FDA: Reform at the Federal Agency
While the Food and Drug Administration has made noteworthy improvements in its approval process for new drugs and medical devices since the days when the "honest rap on [the agency] was that its regulatory delays effectively killed people waiting for treatment," much still needs to be reformed, according to an article last week in Investor's Business Daily. The agency has "made big strides in recent years," boosted in part by passage of The Food and Drug Administration Modernization Act in 1997, which helped decrease approval time for new drugs to 11.7 months, a "20-month drop from a decade earlier." And soon, "the FDA will have only a month to explain why it decides to put a company's candidate drug on 'clinical hold,'" changing a system that currently places no time limit on such a decision.
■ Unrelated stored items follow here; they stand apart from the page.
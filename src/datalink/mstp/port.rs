//! Octet source/sink abstraction over the EIA-485 transceiver.

use std::io;

/// Full-duplex octet channel to the physical bus.
///
/// Implementations wrap the serial port (with the RS-485 direction control
/// handled below this interface). The state machine never blocks on I/O:
/// `read` must return `Ok(0)` when no octets are pending. `WouldBlock` and
/// `TimedOut` errors are treated the same as `Ok(0)` by the node.
pub trait OctetStream: Send {
    /// Non-blocking read of received octets into `buf`.
    fn read(&mut self, buf: &mut [u8]) -> io::Result<usize>;

    /// Write one whole encoded frame.
    fn write_all(&mut self, octets: &[u8]) -> io::Result<()>;
}
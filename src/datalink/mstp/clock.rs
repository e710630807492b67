//! Injectable millisecond time source.

use std::sync::atomic::{AtomicU64, Ordering};
use std::sync::Arc;
use std::time::{SystemTime, UNIX_EPOCH};

/// Millisecond time source driving the protocol timers.
///
/// All silence and reply-window arithmetic goes through this trait so tests
/// can advance time without waiting.
pub trait Clock: Send + Sync {
    /// Current time in milliseconds.
    fn millis(&self) -> u64;
}

/// Wall-clock backed time source.
///
/// Wall clocks can step backwards; the state machine re-anchors its reply
/// window when that happens.
#[derive(Debug, Default, Clone, Copy)]
pub struct SystemClock;

impl Clock for SystemClock {
    fn millis(&self) -> u64 {
        SystemTime::now()
            .duration_since(UNIX_EPOCH)
            .map(|d| d.as_millis() as u64)
            .unwrap_or(0)
    }
}

/// Manually driven clock for deterministic tests and simulations.
///
/// Clones share the same time value.
#[derive(Debug, Default, Clone)]
pub struct ManualClock {
    millis: Arc<AtomicU64>,
}

impl ManualClock {
    /// Create a clock reading `start` milliseconds.
    pub fn new(start: u64) -> Self {
        Self {
            millis: Arc::new(AtomicU64::new(start)),
        }
    }

    /// Set the clock, forwards or backwards.
    pub fn set(&self, millis: u64) {
        self.millis.store(millis, Ordering::SeqCst);
    }

    /// Advance the clock by `millis`.
    pub fn advance(&self, millis: u64) {
        self.millis.fetch_add(millis, Ordering::SeqCst);
    }
}

impl Clock for ManualClock {
    fn millis(&self) -> u64 {
        self.millis.load(Ordering::SeqCst)
    }
}
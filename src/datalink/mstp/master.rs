//! MS/TP master node state machine.
//!
//! # Overview
//!
//! A master node cooperates with its peers to circulate the token that grants
//! the right to transmit on the bus. The controller here implements the full
//! master life cycle:
//!
//! - **Token acquisition**: claim the token when the bus falls silent, with a
//!   per-address stagger so exactly one master wins the race.
//! - **Token use**: transmit up to `max_info_frames` queued frames per
//!   possession, waiting for the reply after each frame that solicits one.
//! - **Token maintenance**: every `POLL` possessions, probe the address range
//!   between this station and its successor for newly joined masters.
//! - **Reply handling**: answer data frames within the reply window, or emit
//!   Reply Postponed and transmit the late answer under the next possession.
//! - **Recovery**: re-poll for a successor when a token pass is not picked
//!   up, and fall back to sole-master operation when nobody answers.
//!
//! The state machine is driven by [`MstpMaster::do_cycle`], either from the
//! worker thread spawned by [`MstpMaster::start`] or directly for
//! deterministic tests. A cycle never blocks: octet reads are non-blocking
//! and all timeouts are expressed through the silence timer.

use std::collections::VecDeque;
use std::io;
use std::sync::atomic::{AtomicBool, AtomicU64, AtomicU8, Ordering};
use std::sync::{Arc, Mutex};
use std::thread::{self, JoinHandle};
use std::time::Duration;

use log::{debug, trace, warn};

use super::clock::{Clock, SystemClock};
use super::frame::{Frame, FrameType, MSTP_MAX_MASTER};
use super::port::OctetStream;
use super::receiver::Receiver;
use crate::datalink::{DataLinkError, Result};

// Protocol constants of ASHRAE 135 Clause 9, in milliseconds unless noted.

/// Silence after which the token is declared lost.
const NO_TOKEN: u64 = 500;
/// Silence after which a solicited reply is given up on.
const REPLY_TIMEOUT: u64 = 255;
/// Window within which a data request must be answered.
const REPLY_DELAY: u64 = 250;
/// Per-address stagger for token generation.
const SLOT: u64 = 10;
/// Token possessions between maintenance polls (N_poll).
const POLL: u32 = 50;
/// Octets that count as real bus activity (N_min_octets).
const MIN_OCTETS: u32 = 4;

const MIN_USAGE_TIMEOUT: u64 = 20;
const MAX_USAGE_TIMEOUT: u64 = 100;
const DEFAULT_USAGE_TIMEOUT: u64 = 50;
const DEFAULT_MAX_INFO_FRAMES: u8 = 1;

/// Capacity of the outbound frame queue.
const SEND_QUEUE_LIMIT: usize = 64;

/// Master node state.
#[derive(Debug, Clone, Copy, PartialEq, Eq)]
#[cfg_attr(feature = "serde", derive(serde::Serialize, serde::Deserialize))]
pub enum MasterState {
    /// Listening; no token held.
    Idle,
    /// Token held; transmitting queued frames.
    UseToken,
    /// A transmitted frame solicited a reply; waiting for it.
    WaitForReply,
    /// Deciding what to do with the remainder of the possession.
    DoneWithToken,
    /// Token passed; watching whether the successor picks it up.
    PassToken,
    /// The bus fell silent; racing to generate a new token.
    NoToken,
    /// Probing an address for a master.
    PollForMaster,
    /// A received data frame awaits its reply from the upper layer.
    AnswerDataRequest,
}

/// Upper-layer delivery hooks.
///
/// Both delivery methods are invoked synchronously from the cycle loop and
/// must not block. A frame delivered through `received_data_needing_reply`
/// must be answered through `set_reply_frame` before the reply window
/// closes, otherwise the node emits Reply Postponed on the caller's behalf.
pub trait MasterNodeListener: Send + Sync {
    /// The link is up; the device layer publishes these as properties.
    fn link_initialized(&self, max_master: u8, max_info_frames: u8) {
        let _ = (max_master, max_info_frames);
    }

    /// Unsolicited data or a test response addressed to this station or
    /// broadcast.
    fn received_data_no_reply(&self, frame: Frame);

    /// Data addressed to this station that must be answered.
    fn received_data_needing_reply(&self, frame: Frame);
}

/// Snapshot of node counters.
#[derive(Debug, Clone, Copy, Default)]
pub struct MasterStats {
    pub frames_sent: u64,
    pub frames_received: u64,
    pub crc_errors: u64,
}

/// Reply slot plus the flag that makes the "still in time" decision atomic
/// against the state machine leaving AnswerDataRequest.
struct ReplySlot {
    answering: bool,
    frame: Option<Frame>,
}

/// State shared between the node, its worker and the handles.
struct Shared {
    this_station: u8,
    frames_to_send: Mutex<VecDeque<Frame>>,
    reply: Mutex<ReplySlot>,
    received_token: AtomicBool,
    terminated: AtomicBool,
    max_master: AtomicU8,
    max_info_frames: AtomicU8,
    usage_timeout: AtomicU64,
}

impl Shared {
    fn max_master(&self) -> u8 {
        self.max_master.load(Ordering::SeqCst)
    }

    fn max_info_frames(&self) -> u8 {
        self.max_info_frames.load(Ordering::SeqCst)
    }

    fn usage_timeout(&self) -> u64 {
        self.usage_timeout.load(Ordering::SeqCst)
    }

    fn set_max_master(&self, value: u8) -> Result<()> {
        if value > MSTP_MAX_MASTER || value < self.this_station {
            return Err(DataLinkError::InvalidConfiguration(format!(
                "max master {} outside {}..={}",
                value, self.this_station, MSTP_MAX_MASTER
            )));
        }
        self.max_master.store(value, Ordering::SeqCst);
        Ok(())
    }

    fn set_max_info_frames(&self, value: u8) -> Result<()> {
        if value < 1 {
            return Err(DataLinkError::InvalidConfiguration(
                "max info frames must be at least 1".to_string(),
            ));
        }
        self.max_info_frames.store(value, Ordering::SeqCst);
        Ok(())
    }

    fn set_usage_timeout(&self, millis: u64) -> Result<()> {
        if !(MIN_USAGE_TIMEOUT..=MAX_USAGE_TIMEOUT).contains(&millis) {
            return Err(DataLinkError::InvalidConfiguration(format!(
                "usage timeout {} ms outside {}..={} ms",
                millis, MIN_USAGE_TIMEOUT, MAX_USAGE_TIMEOUT
            )));
        }
        self.usage_timeout.store(millis, Ordering::SeqCst);
        Ok(())
    }

    fn push_frame(&self, frame: Frame) -> Result<()> {
        let mut queue = self.frames_to_send.lock().unwrap();
        if queue.len() >= SEND_QUEUE_LIMIT {
            return Err(DataLinkError::QueueFull);
        }
        queue.push_back(frame);
        Ok(())
    }

    fn queue_frame(&self, frame_type: FrameType, destination: u8, data: Vec<u8>) -> Result<()> {
        match frame_type {
            FrameType::BacnetDataExpectingReply
            | FrameType::BacnetDataNotExpectingReply
            | FrameType::TestRequest => {}
            other => return Err(DataLinkError::FrameTypeNotAllowed(other as u8)),
        }
        let frame = Frame::new(frame_type, destination, self.this_station, data)?;
        self.push_frame(frame)
    }

    fn set_reply_frame(&self, frame_type: FrameType, destination: u8, data: Vec<u8>) -> Result<()> {
        match frame_type {
            FrameType::BacnetDataExpectingReply
            | FrameType::BacnetDataNotExpectingReply
            | FrameType::TestResponse => {}
            other => return Err(DataLinkError::FrameTypeNotAllowed(other as u8)),
        }
        let frame = Frame::new(frame_type, destination, self.this_station, data)?;

        let mut reply = self.reply.lock().unwrap();
        if reply.answering {
            // still in time: the cycle loop transmits it from the slot
            reply.frame = Some(frame);
            Ok(())
        } else {
            // too late: goes out under the next token possession
            drop(reply);
            self.push_frame(frame)
        }
    }

    fn drop_pending_reply(&self) {
        let mut reply = self.reply.lock().unwrap();
        reply.answering = false;
        reply.frame = None;
    }
}

/// MS/TP master node.
///
/// Constructed over an [`OctetStream`], then either driven externally with
/// [`do_cycle`](Self::do_cycle) or handed to a worker thread with
/// [`start`](Self::start).
impl std::fmt::Debug for MstpMaster {
    fn fmt(&self, f: &mut std::fmt::Formatter<'_>) -> std::fmt::Result {
        f.debug_struct("MstpMaster")
            .field("port_id", &self.port_id)
            .field("state", &self.state)
            .field("next_station", &self.next_station)
            .field("poll_station", &self.poll_station)
            .field("token_count", &self.token_count)
            .field("frame_count", &self.frame_count)
            .field("retry_count", &self.retry_count)
            .field("retry_limit", &self.retry_limit)
            .field("sole_master", &self.sole_master)
            .field("reply_deadline", &self.reply_deadline)
            .field("reply_source", &self.reply_source)
            .field("frames_sent", &self.frames_sent)
            .finish()
    }
}

pub struct MstpMaster {
    port_id: String,
    port: Box<dyn OctetStream>,
    clock: Arc<dyn Clock>,
    receiver: Receiver,
    shared: Arc<Shared>,
    listener: Option<Arc<dyn MasterNodeListener>>,

    state: MasterState,
    /// Successor station for token passes.
    next_station: u8,
    /// Address probed by the current poll cycle.
    poll_station: u8,
    token_count: u32,
    frame_count: u8,
    retry_count: u8,
    /// Token re-send attempts before giving up on the successor.
    retry_limit: u8,
    sole_master: bool,
    /// Clock millisecond after which a pending data request is postponed.
    reply_deadline: u64,
    /// Source of the data request being answered.
    reply_source: u8,
    frames_sent: u64,
}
But one provision in the 1997 act -- requiring the agency to set up expert panels to referee scientific disputes -- is causing dissension among both the agency and the pharmaceutical industry. The FDA is "loathe to lose control of this chunk of the regulatory process," while the business side says "getting the government out of the review process could speed up approvals without compromising safety."
Not Soon Enough?
Meanwhile, the experience of one medical device manufacturer attempting to get approval for a new hysterectomy surgical tool symbolizes the FDA's slow pace of reform. Although San Diego, CA-based CryoGen Inc. received clearance from the agency in 1997 to market its First Option probe -- a device to "remove fibroids and polyps from the uterus ... without forcing a woman to undergo general anesthesia and full-blown surgery -- it still can't get approval for its request to label the device as usable for endometrial ablations, a virtually identical procedure. An FDA spokesperson said the matter is "still being reviewed by the agency." Observers say the semantic spat -- the FDA is steadfast in its approval of the device for intrauterine ablation only -- could "delay the application for years" (Murphy, 8/30).